After downloading and unpacking, we have to set up the cloud id and the password one more time.

  1. We need to create another API_KEY as an elastic admin user in Kibana.

    POST /_security/api_key
    {
      "name": "heartbeat_javalin-app",
      "role_descriptors": {
        "heartbeat_writer": {
          "cluster": ["monitor", "read_ilm"],
          "index": [
            {
              "names": ["heartbeat-*"],
              "privileges": ["view_index_metadata", "create_doc"]
            }
          ]
        }
      }
    }
  2. Let’s setup the Heartbeat keystore and run the setup.

    ./heartbeat keystore create
    echo -n "observability-javalin-app:ZXUtY2VudHJhbC0xLmF3cy5jbG91ZC5lcy5pbyQ4NDU5M2I1YmQzYTY0N2NhYjA2MWQ3NTJhZWFhNWEzYyQzYmQwMWE2OTQ2MmQ0N2ExYjdhYTkwMzI0YjJiOTMyYQ==" | ./heartbeat keystore add CLOUD_ID --stdin
    echo -n "SCdUSHMB1JmLUFPLgWAY:R3PQzBWW3faJT01wxXD6uw" | ./heartbeat keystore add ES_API_KEY --stdin
    
    ./heartbeat setup -e -E 'cloud.id=${CLOUD_ID}' -E 'cloud.auth=elastic:YOUR_SUPER_SECRET_PASS'
  3. Add some services to monitor.

    name: heartbeat-shipper
    
    cloud.id: ${CLOUD_ID}
    output.elasticsearch:
      api_key: ${ES_API_KEY}
    
    heartbeat.monitors:
      - type: http
        id: javalin-http-app
        name: "Javalin Web Application"
        urls: ["http://localhost:7000"]
        check.response.status: [200]
        schedule: '@every 15s'
    
      - type: http
        id: httpbin-get
        name: "httpbin GET"
        urls: ["https://httpbin.org/get"]
        check.response.status: [200]
        schedule: '@every 15s'
    
      - type: tcp
        id: javalin-tcp
        name: "TCP Port 7000"
        hosts: ["localhost:7000"]
        schedule: '@every 15s'
    
    processors:
      - add_observer_metadata:
          geo:
            name: europe-munich
            location: "48.138791, 11.583030"
  4. Now start Heartbeat and wait a couple of minutes to get some data.
sudo service heartbeat start

If you use an init.d script to start Heartbeat, you can’t specify command line flags (see Command reference).
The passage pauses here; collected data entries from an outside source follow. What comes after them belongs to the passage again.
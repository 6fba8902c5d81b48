// SPDX-License-Identifier: PMPL-1.0-or-later
// Copyright (c) 2026 Jonathan D.A. Jewell (hyperpolymath) <jonathan.jewell@open.ac.uk>
//
// stocktag-label — everything between an item snapshot and printable bytes.
//
// Resolves the public item link, encodes it as a QR code, lays out the label
// canvas for the configured stock, and wraps a finished label into the
// multi-page document sent to the printer.

pub mod compose;
pub mod document;
pub mod link;
pub mod qr;
pub mod quick;
pub mod text;

pub use compose::{LabelComposer, LabelImage, load_photo};
pub use document::LabelDocument;
pub use link::{RequestContext, ResolvedUrl, resolve};
pub use qr::QrEncoder;
pub use quick::compose_quick;
pub use text::LabelFonts;
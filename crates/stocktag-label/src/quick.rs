// SPDX-License-Identifier: PMPL-1.0-or-later
// Copyright (c) 2026 Jonathan D.A. Jewell (hyperpolymath) <jonathan.jewell@open.ac.uk>
//
// Quick labels: free text, no item and no QR code.

use tracing::debug;

use stocktag_core::types::{LabelStock, non_blank};

use crate::compose::{LabelImage, MARGIN};
use crate::text::{FontRole, LabelFonts, line_height, wrap_text};

const QUICK_TITLE_PX: f32 = 40.0;
const QUICK_BODY_PX: f32 = 24.0;
const QUICK_TOP: u32 = 6;

/// Lines of a quick label with their top offsets.
pub fn quick_lines(
    stock: LabelStock,
    fonts: &LabelFonts,
    title: &str,
    description: &str,
) -> Vec<(FontRole, u32, String)> {
    let (w, h) = stock.canvas_size();
    let title = non_blank(Some(title)).unwrap_or("Label");

    let mut lines = vec![(FontRole::Title, QUICK_TOP, title.to_string())];
    let mut y = QUICK_TOP + line_height(QUICK_TITLE_PX) + 4;

    let body = wrap_text(fonts, FontRole::Body, QUICK_BODY_PX, description, w - 2 * MARGIN);
    let step = line_height(QUICK_BODY_PX);
    for line in body {
        if y + step > h - MARGIN {
            debug!("quick label full; remaining text dropped");
            break;
        }
        lines.push((FontRole::Body, y, line));
        y += step;
    }
    lines
}

/// Render a quick label on `stock`. An empty title prints as "Label".
pub fn compose_quick(
    stock: LabelStock,
    fonts: &LabelFonts,
    title: &str,
    description: &str,
) -> LabelImage {
    let mut label = LabelImage::blank(stock);
    for (role, y, text) in quick_lines(stock, fonts, title, description) {
        let px = match role {
            FontRole::Title => QUICK_TITLE_PX,
            _ => QUICK_BODY_PX,
        };
        fonts.draw(label.pixels_mut(), role, px, MARGIN as i32, y as i32, &text);
    }
    label
}

#[cfg(test)]
mod tests {
    use super::*;

    #[test]
    fn empty_title_defaults_to_label() {
        let lines = quick_lines(LabelStock::Address, &LabelFonts::none(), "  ", "");
        assert_eq!(lines, vec![(FontRole::Title, QUICK_TOP, "Label".to_string())]);
    }

    #[test]
    fn body_wraps_and_stays_on_canvas() {
        let text = "Spare fuses, assorted sizes, keep away from the damp corner of the shed ".repeat(6);
        let lines = quick_lines(LabelStock::Address, &LabelFonts::none(), "Fuses", &text);
        assert!(lines.len() > 2);
        let (_, h) = LabelStock::Address.canvas_size();
        for (role, y, _) in &lines[1..] {
            assert_eq!(*role, FontRole::Body);
            assert!(y + line_height(QUICK_BODY_PX) <= h - MARGIN);
        }
    }

    #[test]
    fn quick_label_has_stock_canvas() {
        let label = compose_quick(LabelStock::Multipurpose, &LabelFonts::none(), "Hi", "there");
        assert_eq!((label.width(), label.height()), (637, 259));
    }
}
To specify flags, start Heartbeat in the foreground.

Also see Heartbeat and systemd.

To view the Uptime app, select ObservabilityUptime. The overview looks like this.

Uptime Overview

You can see the list of monitors and a global overview. Let’s see the details for one of those alerts. Click Javalin Web Application.
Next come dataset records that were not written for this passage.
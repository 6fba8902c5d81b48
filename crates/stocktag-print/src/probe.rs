// SPDX-License-Identifier: PMPL-1.0-or-later
// Copyright (c) 2026 Jonathan D.A. Jewell (hyperpolymath) <jonathan.jewell@open.ac.uk>
//
// Printer connectivity probe.
//
// Answers one question before a print action: is it worth submitting? The
// whole check runs under a single deadline and every failure, including the
// deadline itself, reads as "unreachable".

use std::time::Duration;

use async_trait::async_trait;
use tokio::net::TcpStream;
use tracing::{debug, instrument, warn};

use stocktag_core::types::PrinterConfig;

use crate::ipp_client::{IppClient, accepting_jobs};

/// Reachability check used by the dispatcher.
#[async_trait]
pub trait PrinterProbe: Send + Sync {
    /// `true` only when the printer answered within `timeout`.
    async fn probe(&self, printer: &PrinterConfig, timeout: Duration) -> bool;
}

/// Probe over the network: a TCP connect and, when `deep`, an IPP
/// Get-Printer-Attributes that must not report the queue as rejecting jobs.
#[derive(Debug, Clone, Copy)]
pub struct NetworkProbe {
    deep: bool,
}

impl NetworkProbe {
    pub fn new(deep: bool) -> Self {
        Self { deep }
    }

    /// TCP connect only.
    pub fn shallow() -> Self {
        Self::new(false)
    }

    async fn check(&self, printer: &PrinterConfig) -> Result<(), String> {
        let stream = TcpStream::connect((printer.host.as_str(), printer.port))
            .await
            .map_err(|e| format!("connect {}: {e}", printer.address()))?;
        drop(stream);
        debug!(address = %printer.address(), "TCP connect succeeded");

        if !self.deep {
            return Ok(());
        }

        let client = IppClient::new(&printer.uri()).map_err(|e| e.to_string())?;
        let attrs = client
            .get_printer_attributes()
            .await
            .map_err(|e| e.to_string())?;
        if !accepting_jobs(&attrs) {
            return Err(format!("queue '{}' is not accepting jobs", printer.queue));
        }
        Ok(())
    }
}

impl Default for NetworkProbe {
    fn default() -> Self {
        Self::new(true)
    }
}

#[async_trait]
impl PrinterProbe for NetworkProbe {
    #[instrument(skip(self), fields(uri = %printer.uri(), deep = self.deep))]
    async fn probe(&self, printer: &PrinterConfig, timeout: Duration) -> bool {
        match tokio::time::timeout(timeout, self.check(printer)).await {
            Ok(Ok(())) => true,
            Ok(Err(reason)) => {
                warn!(%reason, "printer unreachable");
                false
            }
            Err(_) => {
                warn!(timeout_ms = timeout.as_millis() as u64, "printer probe timed out");
                false
            }
        }
    }
}

/// Printer state for status displays.
#[derive(Debug, Clone, Copy, PartialEq, Eq)]
pub enum PrinterStatus {
    NotConfigured,
    Reachable,
    Unreachable,
}

impl PrinterStatus {
    pub fn as_str(&self) -> &'static str {
        match self {
            Self::NotConfigured => "not configured",
            Self::Reachable => "reachable",
            Self::Unreachable => "unreachable",
        }
    }
}

pub async fn printer_status(
    printer: Option<&PrinterConfig>,
    probe: &dyn PrinterProbe,
    timeout: Duration,
) -> PrinterStatus {
    match printer {
        None => PrinterStatus::NotConfigured,
        Some(printer) if probe.probe(printer, timeout).await => PrinterStatus::Reachable,
        Some(_) => PrinterStatus::Unreachable,
    }
}
// SPDX-License-Identifier: PMPL-1.0-or-later
// Copyright (c) 2026 Jonathan D.A. Jewell (hyperpolymath) <jonathan.jewell@open.ac.uk>
//
// Label pipeline configuration.
//
// Read from the Home Assistant add-on `options.json`, then overridden by
// environment variables so the binary can run outside the supervisor.

use std::path::{Path, PathBuf};
use std::time::Duration;

use serde::{Deserialize, Serialize};
use tracing::{debug, info, warn};

use crate::error::{Result, StocktagError};
use crate::types::{LabelLayout, LabelStock, PrinterConfig, non_blank};

/// Where the supervisor mounts add-on options.
pub const ADDON_OPTIONS_PATH: &str = "/data/options.json";

/// Safety limit for copies triggered from the UI.
pub const DEFAULT_MAX_COPIES: u32 = 25;

/// Bounds for the printer reachability check. A print request waits on it.
pub const MIN_PROBE_TIMEOUT_MS: u64 = 100;
pub const MAX_PROBE_TIMEOUT_MS: u64 = 5_000;

/// QR error-correction level.
#[derive(Debug, Clone, Copy, Default, PartialEq, Eq, Serialize, Deserialize)]
pub enum QrLevel {
    L,
    #[default]
    M,
    Q,
    H,
}

/// Settings consumed by the label pipeline.
#[derive(Debug, Clone, Serialize, Deserialize)]
#[serde(default)]
pub struct LabelConfig {
    /// Public base URL override for QR links (e.g. `http://192.168.1.10:8099`).
    pub base_url: Option<String>,
    /// Printer host, optionally with `:port`.
    pub ipp_host: Option<String>,
    /// CUPS queue name.
    pub ipp_printer: Option<String>,
    pub max_label_copies: u32,
    pub label_stock: LabelStock,
    /// Upper bound for the printer reachability check.
    pub probe_timeout_ms: u64,
    /// Also ask the printer over IPP whether it accepts jobs.
    pub probe_ipp: bool,
    pub qr_level: QrLevel,
    /// Directory searched for DejaVu fonts before the system locations.
    pub font_dir: Option<PathBuf>,
    pub layout: LabelLayout,
}

impl Default for LabelConfig {
    fn default() -> Self {
        Self {
            base_url: None,
            ipp_host: None,
            ipp_printer: None,
            max_label_copies: DEFAULT_MAX_COPIES,
            label_stock: LabelStock::Address,
            probe_timeout_ms: 2_000,
            probe_ipp: true,
            qr_level: QrLevel::M,
            font_dir: None,
            layout: LabelLayout::default(),
        }
    }
}

impl LabelConfig {
    /// Load options from `path` (missing file means defaults) and apply
    /// overrides from the process environment.
    pub fn load(path: Option<&Path>) -> Result<Self> {
        let path = path.unwrap_or_else(|| Path::new(ADDON_OPTIONS_PATH));
        let mut config = Self::from_options_file(path)?;
        config.apply_env_overrides(std::env::vars())?;
        Ok(config)
    }

    /// Read an `options.json`. A missing file is not an error: running
    /// locally there is no supervisor.
    pub fn from_options_file(path: &Path) -> Result<Self> {
        match std::fs::read_to_string(path) {
            Ok(data) => {
                info!(path = %path.display(), "loaded add-on options");
                Ok(serde_json::from_str(&data)?)
            }
            Err(err) if err.kind() == std::io::ErrorKind::NotFound => {
                debug!(path = %path.display(), "no add-on options, using defaults");
                Ok(Self::default())
            }
            Err(err) => Err(err.into()),
        }
    }

    /// Environment wins over `options.json`. Empty values clear a setting.
    pub fn apply_env_overrides<I>(&mut self, vars: I) -> Result<()>
    where
        I: IntoIterator<Item = (String, String)>,
    {
        for (key, value) in vars {
            match key.as_str() {
                "BASE_URL" => self.base_url = optional(&value),
                "IPP_HOST" => self.ipp_host = optional(&value),
                "IPP_PRINTER" => self.ipp_printer = optional(&value),
                "MAX_LABEL_COPIES" => {
                    self.max_label_copies = parse_env(&key, &value)?;
                }
                "LABEL_STOCK" => self.label_stock = value.parse()?,
                "PROBE_TIMEOUT_MS" => self.probe_timeout_ms = parse_env(&key, &value)?,
                "FONT_DIR" => self.font_dir = optional(&value).map(PathBuf::from),
                _ => {}
            }
        }
        Ok(())
    }

    /// The configured printer, `None` in preview-only mode.
    pub fn printer(&self) -> Result<Option<PrinterConfig>> {
        PrinterConfig::from_settings(self.ipp_host.as_deref(), self.ipp_printer.as_deref())
    }

    /// Base URL override with blanks treated as unset.
    pub fn base_url(&self) -> Option<&str> {
        non_blank(self.base_url.as_deref())
    }

    /// Reachability deadline, clamped to
    /// `MIN_PROBE_TIMEOUT_MS..=MAX_PROBE_TIMEOUT_MS`.
    pub fn probe_timeout(&self) -> Duration {
        let ms = self
            .probe_timeout_ms
            .clamp(MIN_PROBE_TIMEOUT_MS, MAX_PROBE_TIMEOUT_MS);
        if ms != self.probe_timeout_ms {
            warn!(
                configured_ms = self.probe_timeout_ms,
                used_ms = ms,
                "probe timeout out of range; clamped"
            );
        }
        Duration::from_millis(ms)
    }

    pub fn max_copies(&self) -> u32 {
        self.max_label_copies.max(1)
    }
}

fn optional(value: &str) -> Option<String> {
    non_blank(Some(value)).map(str::to_string)
}

fn parse_env<T: std::str::FromStr>(key: &str, value: &str) -> Result<T> {
    value
        .trim()
        .parse()
        .map_err(|_| StocktagError::Configuration(format!("{key}: cannot parse '{value}'")))
}

#[cfg(test)]
mod tests {
    use super::*;

    fn vars(pairs: &[(&str, &str)]) -> Vec<(String, String)> {
        pairs
            .iter()
            .map(|(k, v)| (k.to_string(), v.to_string()))
            .collect()
    }

    #[test]
    fn missing_options_file_yields_defaults() {
        let dir = tempfile::tempdir().unwrap();
        let config = LabelConfig::from_options_file(&dir.path().join("options.json")).unwrap();
        assert_eq!(config.max_label_copies, DEFAULT_MAX_COPIES);
        assert!(config.printer().unwrap().is_none());
    }

    #[test]
    fn options_file_is_parsed() {
        let dir = tempfile::tempdir().unwrap();
        let path = dir.path().join("options.json");
        std::fs::write(
            &path,
            r#"{"base_url": "http://192.168.1.10:8099", "ipp_host": "cups:631",
                "ipp_printer": "dymo", "label_stock": "shipping", "serial_prefix": "X-"}"#,
        )
        .unwrap();

        let config = LabelConfig::from_options_file(&path).unwrap();
        assert_eq!(config.base_url(), Some("http://192.168.1.10:8099"));
        assert_eq!(config.label_stock, LabelStock::Shipping);
        let printer = config.printer().unwrap().unwrap();
        assert_eq!(printer.queue, "dymo");
    }

    #[test]
    fn environment_overrides_options() {
        let mut config = LabelConfig {
            base_url: Some("http://old".into()),
            ..LabelConfig::default()
        };
        config
            .apply_env_overrides(vars(&[
                ("BASE_URL", ""),
                ("IPP_HOST", "printer.lan"),
                ("IPP_PRINTER", "labels"),
                ("MAX_LABEL_COPIES", "10"),
                ("PATH", "/usr/bin"),
            ]))
            .unwrap();

        assert!(config.base_url().is_none());
        assert_eq!(config.max_copies(), 10);
        assert!(config.printer().unwrap().is_some());
    }

    #[test]
    fn reachability_timeout_is_bounded() {
        let mut config = LabelConfig::default();
        config
            .apply_env_overrides(vars(&[("PROBE_TIMEOUT_MS", "600000")]))
            .unwrap();
        assert_eq!(config.probe_timeout_ms, 600_000);
        assert_eq!(config.probe_timeout(), Duration::from_millis(MAX_PROBE_TIMEOUT_MS));

        config.probe_timeout_ms = 0;
        assert_eq!(config.probe_timeout(), Duration::from_millis(MIN_PROBE_TIMEOUT_MS));

        config.probe_timeout_ms = 750;
        assert_eq!(config.probe_timeout(), Duration::from_millis(750));
    }

    #[test]
    fn malformed_env_value_is_a_configuration_error() {
        let mut config = LabelConfig::default();
        let err = config
            .apply_env_overrides(vars(&[("PROBE_TIMEOUT_MS", "soon")]))
            .unwrap_err();
        assert!(matches!(err, StocktagError::Configuration(_)));
    }
}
You can see the execution for the last scheduled checks, but the duration for each check might be more interesting. You can see if the latency for one of your checks is going up.

The interesting part is the world map at the top. You can specify in the configuration where the check originated, which in this case was in Munich in Europe. By configuring several Heartbeats running across the world, you can compare latencies and figure out which data center you need to run your application to be next to your users.
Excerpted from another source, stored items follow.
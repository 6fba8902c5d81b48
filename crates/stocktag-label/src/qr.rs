// SPDX-License-Identifier: PMPL-1.0-or-later
// Copyright (c) 2026 Jonathan D.A. Jewell (hyperpolymath) <jonathan.jewell@open.ac.uk>
//
// QR encoding of item links.
//
// Output depends only on the URL, the target size and the error-correction
// level, so an unchanged item reprints pixel-for-pixel.

use image::imageops::{self, FilterType};
use image::{GrayImage, Luma};
use qrcode::types::QrError;
use qrcode::{EcLevel, QrCode};
use tracing::{debug, instrument};

use stocktag_core::config::QrLevel;
use stocktag_core::error::{Result, StocktagError};

/// Quiet zone added by the renderer on each side, in modules.
const QUIET_ZONE_MODULES: u32 = 4;

/// QR code encoder with a fixed error-correction level.
#[derive(Debug, Clone, Copy)]
pub struct QrEncoder {
    level: EcLevel,
}

impl QrEncoder {
    pub fn new(level: QrLevel) -> Self {
        let level = match level {
            QrLevel::L => EcLevel::L,
            QrLevel::M => EcLevel::M,
            QrLevel::Q => EcLevel::Q,
            QrLevel::H => EcLevel::H,
        };
        Self { level }
    }

    /// Encode `url` into a `target` x `target` grayscale image, quiet zone
    /// included.
    ///
    /// Data beyond the symbol capacity for the level is rejected rather than
    /// truncated.
    #[instrument(skip(self), fields(len = url.len()))]
    pub fn encode(&self, url: &str, target: u32) -> Result<GrayImage> {
        if target == 0 {
            return Err(StocktagError::Encoding("QR target size must be positive".into()));
        }

        let code = QrCode::with_error_correction_level(url.as_bytes(), self.level).map_err(
            |err| match err {
                QrError::DataTooLong => StocktagError::Encoding(format!(
                    "{} bytes exceed QR capacity at level {:?}",
                    url.len(),
                    self.level
                )),
                other => StocktagError::Encoding(other.to_string()),
            },
        )?;

        let modules = code.width() as u32 + 2 * QUIET_ZONE_MODULES;
        let module_px = (target / modules).max(1);
        let rendered = code
            .render::<Luma<u8>>()
            .quiet_zone(true)
            .module_dimensions(module_px, module_px)
            .build();

        debug!(
            version = ?code.version(),
            modules,
            module_px,
            rendered = rendered.width(),
            target,
            "QR rendered"
        );

        if rendered.dimensions() == (target, target) {
            return Ok(rendered);
        }
        Ok(imageops::resize(&rendered, target, target, FilterType::Nearest))
    }
}

impl Default for QrEncoder {
    fn default() -> Self {
        Self::new(QrLevel::M)
    }
}
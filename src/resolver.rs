use tracing::{debug, info};

use crate::cache::{CacheError, DocumentCache, Namespace};
use crate::encyclopedia::parser::{self, SearchHit};
use crate::encyclopedia::{SiteClient, SiteError};

/// How to pick supporting articles from ranked search hits. The first
/// full-text match works better than re-ranking for this corpus; `TopTwo`
/// trades precision for broader coverage and two citations per concept.
#[derive(Debug, Clone, Copy, PartialEq, Eq, Default)]
pub enum SelectionPolicy {
    #[default]
    FirstResult,
    TopTwo,
}

impl SelectionPolicy {
    fn take(self) -> usize {
        match self {
            SelectionPolicy::FirstResult => 1,
            SelectionPolicy::TopTwo => 2,
        }
    }
}

/// A citation surfaced to the end user.
#[derive(Debug, Clone, PartialEq, Eq)]
pub struct Source {
    pub title: String,
    pub url: String,
}

/// Article text plus the citations backing it, for one concept.
#[derive(Debug)]
pub struct Resolved {
    pub text: String,
    pub sources: Vec<Source>,
}

#[derive(Debug, thiserror::Error)]
pub enum ResolveError {
    #[error("no results found")]
    NoResults,

    #[error("search failed: {0}")]
    Search(#[source] SiteError),

    #[error("article fetch failed: {0}")]
    Article(#[source] SiteError),

    #[error("article has no readable content: {url}")]
    ContentMissing { url: String },

    #[error(transparent)]
    Cache(#[from] CacheError),
}

/// Resolve one concept to supporting article text and its sources:
/// cached search page, ranked hit selection, cached article body.
/// Storage faults propagate; they are never downgraded to a cache miss.
pub async fn resolve_concept(
    site: &SiteClient,
    cache: &impl DocumentCache,
    policy: SelectionPolicy,
    concept: &str,
) -> Result<Resolved, ResolveError> {
    let hits = search_hits(site, cache, concept).await?;
    if hits.is_empty() {
        return Err(ResolveError::NoResults);
    }

    let mut text = String::new();
    let mut sources = Vec::new();
    for hit in hits.iter().take(policy.take()) {
        debug!(concept, rank = hit.id, title = %hit.title, snippet = %hit.snippet, "selected search hit");
        let url = site.article_url(&hit.href).map_err(ResolveError::Article)?;
        let body = article_text(site, cache, &url).await?;
        text.push_str(&body);
        text.push_str("\n\n");
        sources.push(Source {
            title: hit.title.clone(),
            url,
        });
    }

    Ok(Resolved { text, sources })
}

async fn search_hits(
    site: &SiteClient,
    cache: &impl DocumentCache,
    concept: &str,
) -> Result<Vec<SearchHit>, ResolveError> {
    if let Some(body) = cache.get(Namespace::SearchResults, concept).await? {
        debug!(concept, "search cache hit");
        return Ok(parser::parse_search_results(&body));
    }

    let body = site
        .search_page(concept)
        .await
        .map_err(ResolveError::Search)?;
    let hits = parser::parse_search_results(&body);

    // A page with zero structured results is not cached, so a later retry
    // can succeed once upstream content appears.
    if !hits.is_empty() {
        cache.put(Namespace::SearchResults, concept, &body).await?;
    }

    Ok(hits)
}

async fn article_text(
    site: &SiteClient,
    cache: &impl DocumentCache,
    url: &str,
) -> Result<String, ResolveError> {
    if let Some(text) = cache.get(Namespace::Articles, url).await? {
        info!(url, "article cache hit");
        return Ok(text);
    }

    let page = site.article_page(url).await.map_err(ResolveError::Article)?;
    let text = parser::extract_article_text(&page).ok_or_else(|| ResolveError::ContentMissing {
        url: url.to_string(),
    })?;
    cache.put(Namespace::Articles, url, &text).await?;
    Ok(text)
}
The duration of the monitor is in the low milliseconds, as it is really fast. Check the monitor for the httpbin.org endpoint, and you will see a much higher duration. In this case, it is about 400ms for each request. This is not too surprising because the endpoint is not nearby, and you need to initiate a TLS connection for every request, which is costly.

Do not underestimate the importance of this kind of monitoring. Also, consider this just the beginning as the next step is to have synthetics that monitor the correct behavior of your application, for example, to ensure that your checkout process works all the time.

What’s next?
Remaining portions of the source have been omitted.